Godrej is not the only company keen on a corporate social responsibility (CSR) role with a clear business objective in mind. Others leveraging CSR for business benefits include Mahindra & Mahindra (M&M), Hindustan Unilever ( HUL), Marico and Procter & Gamble (P&G). M&M’s watershed project covering 32 villages in Damoh district, Madhya Pradesh, was set up with the primary goal of conserving water and soil. The dam covers about 10,000 hectares, 4,000 households and 20,000 people. M&M feels overall household income is expected to almost double as a result of the project.
So what’s in it for M&M, which will bear all the management and CSR-related costs of the project? “It is expected that farmers in the area will purchase tractors for cultivation and that farmers will adopt micro-irrigation for their fields. As the project involves high levels of construction activity, it is expected that local entrepreneurs will adopt construction equipment and work on projects locally. Local businessmen are expected to purchase commercial vehicles to cater to the needs of the area,” said Anirban Ghosh, VP, strategic planning and new business development, farm equipment sector, M&M.
A growing number of corporates are looking at CSR as a do-good practice that will eventually help improve sales.

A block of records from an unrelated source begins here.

//! Request definitions
//!
//! Client requests, tagged by the `op` field.

use serde::{Deserialize, Serialize};

fn default_top_k() -> usize {
    10
}

/// A parsed client request
#[derive(Debug, Clone, PartialEq, Serialize, Deserialize)]
#[serde(tag = "op", rename_all = "snake_case")]
pub enum Request {
    /// Read a value by key
    Get { key: String },

    /// Write a value. `debug_simulate_fail` arms the snapshot fault
    /// switch; the WAL is never affected.
    Set {
        key: String,
        value: String,
        #[serde(default, skip_serializing_if = "std::ops::Not::not")]
        debug_simulate_fail: bool,
    },

    /// Delete a key
    Delete {
        key: String,
        #[serde(default, skip_serializing_if = "std::ops::Not::not")]
        debug_simulate_fail: bool,
    },

    /// Set multiple pairs atomically
    #[serde(rename = "bulkset")]
    BulkSet {
        pairs: Vec<(String, String)>,
        #[serde(default, skip_serializing_if = "std::ops::Not::not")]
        debug_simulate_fail: bool,
    },

    /// Full-text search over values (requires indexes)
    Search { query: String },

    /// Embedding-similarity search over values (requires indexes)
    SearchSimilar {
        query: String,
        #[serde(default = "default_top_k")]
        top_k: usize,
    },
}
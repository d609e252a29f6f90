//! Leaderless Module
//!
//! Masterless replication: every node accepts reads and writes. A write
//! is acked after local durability, then fanned out best-effort to all
//! peers; conflicts resolve by last-writer-wins (timestamp, then origin
//! node id). Unreachable peers accumulate entries in a bounded queue
//! whose overflow drops the oldest entry.
//!
//! Correctness of "most recent wins" leans on loosely synchronized wall
//! clocks; skew larger than the inter-write interval can reorder
//! concurrent writes. That trade-off is accepted here.

use std::net::SocketAddr;
use std::sync::atomic::{AtomicBool, Ordering};
use std::sync::Arc;
use std::thread::{self, JoinHandle};
use std::time::Duration;

use crossbeam::channel::{unbounded, Receiver, RecvTimeoutError};

use crate::config::Config;
use crate::engine::{StateEngine, WritePath};
use crate::error::Result;
use crate::network::{KvService, Server, ShutdownHandle};
use crate::repl::{PeerMessage, PeerSet, ReplListener};
use crate::wal::Operation;

/// Configuration for one leaderless node
#[derive(Debug, Clone)]
pub struct LeaderlessConfig {
    pub node_id: u32,

    /// Replication listen address of this node
    pub repl_addr: String,

    /// Replication addresses of all peers
    pub peer_repl_addrs: Vec<String>,

    /// Per-peer outbound buffer capacity
    pub outbound_buffer: usize,
}

impl LeaderlessConfig {
    pub fn new(node_id: u32, repl_addr: String, peer_repl_addrs: Vec<String>) -> Self {
        LeaderlessConfig {
            node_id,
            repl_addr,
            peer_repl_addrs,
            outbound_buffer: 10_000,
        }
    }
}

/// Write path and receipt loop for leaderless replication
pub struct LeaderlessController {
    engine: Arc<StateEngine>,
    peers: PeerSet,
    stop: AtomicBool,
}

impl LeaderlessController {
    /// Build the controller and spawn the receipt thread.
    pub fn start(
        config: &LeaderlessConfig,
        engine: Arc<StateEngine>,
        inbox: Receiver<PeerMessage>,
    ) -> (Arc<Self>, JoinHandle<()>) {
        // Peer ids are not meaningful addresses here; index them.
        let peers = PeerSet::start(
            config
                .peer_repl_addrs
                .iter()
                .enumerate()
                .map(|(i, addr)| (i as u32, addr.clone()))
                .collect(),
            config.outbound_buffer,
        );

        let controller = Arc::new(LeaderlessController {
            engine,
            peers,
            stop: AtomicBool::new(false),
        });

        let receipt_controller = Arc::clone(&controller);
        let handle = thread::Builder::new()
            .name("meridian-lww-inbox".to_string())
            .spawn(move || receipt_controller.inbox_loop(inbox))
            .expect("failed to spawn leaderless inbox thread");

        (controller, handle)
    }

    pub fn stop(&self) {
        self.stop.store(true, Ordering::Relaxed);
        self.peers.stop();
    }

    fn inbox_loop(self: Arc<Self>, inbox: Receiver<PeerMessage>) {
        while !self.stop.load(Ordering::Relaxed) {
            match inbox.recv_timeout(Duration::from_millis(50)) {
                Ok(PeerMessage::AppendEntry { entry, .. }) => {
                    // Apply under LWW; no re-fan-out (the origin already
                    // reached every peer it could).
                    if let Err(e) = self.engine.apply_replicated(entry) {
                        tracing::warn!("failed to apply replicated entry: {}", e);
                    }
                }
                Ok(other) => {
                    tracing::debug!(?other, "ignoring non-entry message in leaderless mode");
                }
                Err(RecvTimeoutError::Timeout) => continue,
                Err(RecvTimeoutError::Disconnected) => break,
            }
        }
    }
}

impl WritePath for LeaderlessController {
    /// Leaderless write path: durable and applied locally, acked, then
    /// shipped best-effort.
    fn submit(&self, op: Operation, simulate_fail: bool) -> Result<()> {
        let entry = self.engine.submit_local(op, simulate_fail)?;
        self.peers
            .broadcast(&PeerMessage::AppendEntry { term: 0, entry });
        Ok(())
    }
}

/// A running leaderless node
pub struct LeaderlessNode {
    engine: Arc<StateEngine>,
    controller: Arc<LeaderlessController>,
    listener: ReplListener,
    kv_addr: SocketAddr,
    shutdown: ShutdownHandle,
    server_thread: Option<JoinHandle<Result<()>>>,
    inbox_thread: Option<JoinHandle<()>>,
}

impl LeaderlessNode {
    /// Open the engine, start replication and the client server.
    pub fn start(config: LeaderlessConfig, store: Config) -> Result<Self> {
        let engine = Arc::new(StateEngine::open(store.clone(), config.node_id)?);

        let (inbox_tx, inbox_rx) = unbounded();
        let listener = ReplListener::start(&config.repl_addr, inbox_tx)?;

        let (controller, inbox_thread) =
            LeaderlessController::start(&config, Arc::clone(&engine), inbox_rx);

        let service = KvService::with_optional_indexes(
            Arc::clone(&engine),
            controller.clone(),
            store.enable_indexes,
        );

        let mut server = Server::bind(store, Arc::new(service))?;
        let kv_addr = server.local_addr()?;
        let shutdown = server.shutdown_handle();
        let server_thread = thread::Builder::new()
            .name("meridian-kv-server".to_string())
            .spawn(move || server.run())
            .expect("failed to spawn server thread");

        tracing::info!(kv = %kv_addr, "leaderless node started");

        Ok(LeaderlessNode {
            engine,
            controller,
            listener,
            kv_addr,
            shutdown,
            server_thread: Some(server_thread),
            inbox_thread: Some(inbox_thread),
        })
    }

    /// Client-facing address (useful with an ephemeral port)
    pub fn kv_addr(&self) -> SocketAddr {
        self.kv_addr
    }

    pub fn engine(&self) -> &Arc<StateEngine> {
        &self.engine
    }

    /// Graceful shutdown: stop accepting, stop replication, join
    /// everything, then write a final snapshot.
    pub fn shutdown(mut self) -> Result<()> {
        self.shutdown.shutdown();
        self.controller.stop();
        self.listener.stop();

        if let Some(handle) = self.server_thread.take() {
            match handle.join() {
                Ok(result) => result?,
                Err(_) => tracing::error!("server thread panicked"),
            }
        }
        if let Some(handle) = self.inbox_thread.take() {
            let _ = handle.join();
        }

        self.engine.snapshot_now()?;
        Ok(())
    }
}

In its eighth year now, P&G ‘Shiksha’ is structured to directly link its core cause (providing access to education to underprivileged children) with the business. With a simple purchase, Shiksha empowers consumers to lead the social change. “Shiksha is resourced with a dedicated team and measured just as any other P&G brand. The initiative helps drive trial for all our brands. Our latest consumer study tells us that 51% of the consumers who are aware of Shiksha are influenced to purchase the P&G product that would help them contribute to the cause,” said a P&G spokesperson.
Similarly, Marico’s CSR initiative linked to Nihar Shanti Amla has proposed that every time a woman buys a Nihar bottle, 2% of the proceeds will be contributed to the cause of children’s education. The initiative will be fund 19 projects across Uttar Pradesh, Madhya Pradesh, Rajasthan and other regions, where each project will touch 25-30 villages within these geographies. “The initiative is expected to draw a lot of empathy among our target group, especially the Hindi heartland where average literacy level is slightly lower. The positive rub-off will not be restricted to the brand alone. It will also help in our rural expansion programme,” said Saugata Gupta, CEO (consumer products), Marico.
For those companies which started on the journey of marrying CSR with business objectives a decade ago, the results are visible. HUL’s Project Shakti, which started as a rural distribution initiative in a few pilot villages of Andhra Pradesh in 2000, today has 45,000 ‘Shakti Ammas’ across 15 states. It catalyses rural affluence even as it benefits business. Shakti, it is understood, contributes 15% to HUL’s rural sales today, which would be roughly about Rs 1,500 crore.